[15] kajian

770 145 19
                                    

"Ayo De! Mandi sana!"

Deya hanya menggeliat lalu menarik selimutnya sampai menutupi semua tubuhnya. Aku berdecak pelan. Bekerja sebagai freelance dan semenjak putus kerjaan utama dia ya ini, tidur.

"Kan kemarin kamu udah janji siang ini mau ikut aku ke pengajian," ucapku menggerutu. Padahal kemarin dia janji ikut dalam kajian pekanan yang di isi Ustadzah Salamah.

"Khaphan?" Dia berkata di balik selimutnya membuat suaranya teredam. Aku mendengus menarik kasar selimut tapi di tahan olehnya, sehingga terjadilah adegan tarik menarik selimut. Namun pada akhirnya aku yang kalah dengannya, gimana nggak kalah kalau dia aja mantan atlet voli, jelas banget lengannya kuat.

Aku merogoh sakuku, "Ini nih ini," kataku menunjukkan bukti chat kemarin. Dia membuka sedikit selimutnya menatap ponselku lalu tertawa cengengesan. Aku memandangnya datar.

"Tapi...nggak ngebosenin kan? males ah gue nanti di sana bukannya ilmunya nyantol malah ngewes gara-gara ketiduran." Dia menarik lagi selimutnya namun aku kembali membukanya, "Aku jamin kamu nggak bakalan ketiduran deh.
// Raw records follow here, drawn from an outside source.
//! Named clip regions on the shared sprite sheets.
//!
//! The table is generated by `build.rs` from `assets/atlas.json`.

include!(concat!(env!("OUT_DIR"), "/atlas_data.rs"));

use tracing::debug;

use crate::error::TextureError;
use crate::geometry::Rect;

/// A clip as stored in the atlas metadata.
#[derive(Copy, Clone, Debug, PartialEq, Eq)]
pub struct ClipFrame {
    pub x: i32,
    pub y: i32,
    pub width: i32,
    pub height: i32,
}

impl From<ClipFrame> for Rect {
    fn from(frame: ClipFrame) -> Self {
        Rect::new(frame.x, frame.y, frame.width, frame.height)
    }
}

/// Looks up a clip by name, e.g. `"pac/closed"`.
pub fn clip(name: &str) -> Result<Rect, TextureError> {
    ATLAS_FRAMES.get(name).copied().map(Rect::from).ok_or_else(|| {
        debug!(clip_name = name, "Atlas clip not found");
        TextureError::ClipNotFound(name.to_string())
    })
}

/// Looks up several clips at once, preserving order.
pub fn clips(names: &[&str]) -> Result<Vec<Rect>, TextureError> {
    names.iter().map(|name| clip(name)).collect()
}
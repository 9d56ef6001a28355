//! The sample buffer shared between the main loop and the audio callbacks.

use std::sync::Arc;

use parking_lot::Mutex;
use sdl2::audio::AudioCallback;

/// A fixed-size recording with a single read/write cursor.
///
/// The buffer has one second of slack past `max`, so a block that starts at or
/// below `max` always fits. Copies are still clamped to the buffer end.
#[derive(Debug, Clone, PartialEq)]
pub struct Tape {
    samples: Vec<f32>,
    cursor: usize,
    max: usize,
}

pub type SharedTape = Arc<Mutex<Tape>>;

impl Tape {
    /// A tape holding `seconds` of audio at `frequency` with `channels` interleaved channels.
    pub fn for_duration(seconds: usize, frequency: i32, channels: u8) -> Self {
        let per_second = frequency.max(0) as usize * channels as usize;
        Self::new((seconds + 1) * per_second, seconds * per_second)
    }

    pub fn new(capacity: usize, max: usize) -> Self {
        Self {
            samples: vec![0.0; capacity],
            cursor: 0,
            max,
        }
    }

    pub fn shared(self) -> SharedTape {
        Arc::new(Mutex::new(self))
    }

    pub fn cursor(&self) -> usize {
        self.cursor
    }

    pub fn max(&self) -> usize {
        self.max
    }

    pub fn capacity(&self) -> usize {
        self.samples.len()
    }

    pub fn samples(&self) -> &[f32] {
        &self.samples
    }

    pub fn rewind(&mut self) {
        self.cursor = 0;
    }

    /// Whether the cursor has run past the recording length.
    pub fn is_past_end(&self) -> bool {
        self.cursor > self.max
    }

    /// Copies a captured block in at the cursor and advances it by the block length.
    pub fn record(&mut self, block: &[f32]) {
        let start = self.cursor.min(self.samples.len());
        let end = (start + block.len()).min(self.samples.len());
        self.samples[start..end].copy_from_slice(&block[..end - start]);
        self.cursor = self.cursor.saturating_add(block.len());
    }

    /// Fills `out` from the cursor and advances it by the block length.
    ///
    /// Anything past the buffer end plays as silence.
    pub fn play(&mut self, out: &mut [f32]) {
        let start = self.cursor.min(self.samples.len());
        let end = (start + out.len()).min(self.samples.len());
        let (filled, silent) = out.split_at_mut(end - start);
        filled.copy_from_slice(&self.samples[start..end]);
        silent.fill(0.0);
        self.cursor = self.cursor.saturating_add(out.len());
    }
}

/// Hardware callback storing microphone input on the tape.
pub struct CaptureCallback {
    pub tape: SharedTape,
}

impl AudioCallback for CaptureCallback {
    type Channel = f32;

    fn callback(&mut self, input: &mut [f32]) {
        self.tape.lock().record(input);
    }
}

/// Hardware callback feeding the tape to the speakers.
pub struct PlaybackCallback {
    pub tape: SharedTape,
}

impl AudioCallback for PlaybackCallback {
    type Channel = f32;

    fn callback(&mut self, output: &mut [f32]) {
        self.tape.lock().play(output);
    }
}
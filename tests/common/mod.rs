#![allow(dead_code)]

use std::cell::RefCell;
use std::rc::Rc;

use glam::IVec2;
use pac_dialog::constants::LEVEL_SIZE;
use pac_dialog::geometry::Rect;
use pac_dialog::map::ripple::PixelBuffer;
use pac_dialog::map::{parser, TileMap};
use pac_dialog::recorder::{AudioChannel, Recorder, SharedTape, Tape};
use pac_dialog::sprite::{Role, Sprite};
use pac_dialog::texture::SheetId;
use pac_dialog::world::{RecorderSlot, TextMetrics, World};
use rand::rngs::SmallRng;
use rand::SeedableRng;

/// Monospace metrics: every byte is `advance` pixels wide.
pub struct FixedMetrics {
    pub line_height: i32,
    pub advance: i32,
}

impl Default for FixedMetrics {
    fn default() -> Self {
        Self {
            line_height: 40,
            advance: 10,
        }
    }
}

impl TextMetrics for FixedMetrics {
    fn line_height(&self) -> i32 {
        self.line_height
    }

    fn text_width(&self, text: &str) -> i32 {
        text.len() as i32 * self.advance
    }
}

#[derive(Debug, Clone, Copy, PartialEq, Eq)]
pub enum ChannelCall {
    Resume,
    Pause,
}

/// An audio channel that only remembers how it was driven.
#[derive(Clone, Default)]
pub struct FakeChannel {
    pub calls: Rc<RefCell<Vec<ChannelCall>>>,
}

impl FakeChannel {
    pub fn calls(&self) -> Vec<ChannelCall> {
        self.calls.borrow().clone()
    }
}

impl AudioChannel for FakeChannel {
    fn resume(&mut self) {
        self.calls.borrow_mut().push(ChannelCall::Resume);
    }

    fn pause(&mut self) {
        self.calls.borrow_mut().push(ChannelCall::Pause);
    }
}

/// A recorder on a tiny tape, with handles on both fake channels.
pub fn fake_recorder(capacity: usize, max: usize) -> (Recorder, SharedTape, FakeChannel, FakeChannel) {
    let tape = Tape::new(capacity, max).shared();
    let capture = FakeChannel::default();
    let playback = FakeChannel::default();
    let recorder = Recorder::new(tape.clone(), Box::new(capture.clone()), Box::new(playback.clone()));
    (recorder, tape, capture, playback)
}

/// A sprite with only an outer box collider, sized `size` at `pos`.
pub fn boxed_sprite(role: Role, pos: IVec2, size: IVec2) -> Sprite {
    Sprite::new(role, SheetId::Characters, pos)
        .with_clips([Rect::from_pos_size(IVec2::ZERO, size)])
        .with_default_collider()
}

/// Parses `rows` with square tiles of side `tile` for types 0 and 1.
pub fn tile_map(rows: &str, tile: i32, level: IVec2) -> TileMap {
    let clips = [Rect::new(0, 0, tile, tile), Rect::new(0, 0, tile, tile)];
    parser::load(rows.as_bytes(), &clips, rows.len(), level).unwrap()
}

pub fn test_world(recorder: RecorderSlot) -> World {
    World::new(
        TileMap::empty(LEVEL_SIZE),
        PixelBuffer::new(90, 90, 0xFF00_0000),
        Rect::new(0, 0, 50, 50),
        IVec2::new(20, 30),
        recorder,
        IVec2::new(600, 600),
        SmallRng::seed_from_u64(7),
    )
    .unwrap()
}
Pengajiannya kali ini asik kok, Ustadzah Salamah yang milih tempatnya. Kamu pasti suka."

"Siang-siang gini mau keluar pake motor? Lo nggak ngerti panasnya udah kayak ngebakar kulit." Dia bangkit duduk menghentak-hentakkan kakinya pada kasur sambil merengek kepadaku.

"Kamu nggak berniat buat ngebatalin janji kan?" Dia terdiam sebentar lalu menggeleng kaku.

"Anggep aja nyari pahala biar dapat Ridho Allah. Di Surabaya yang panasnya bahkan nggak sampai seperjutanya neraka aja kamu nggak kuat gimana di nerakanya. Ayuk nyicil pahala biar bisa masuk surga." Walau enggan dia menurut, berjalan gontai sambil menggelung rambutnya tinggi-tinggi.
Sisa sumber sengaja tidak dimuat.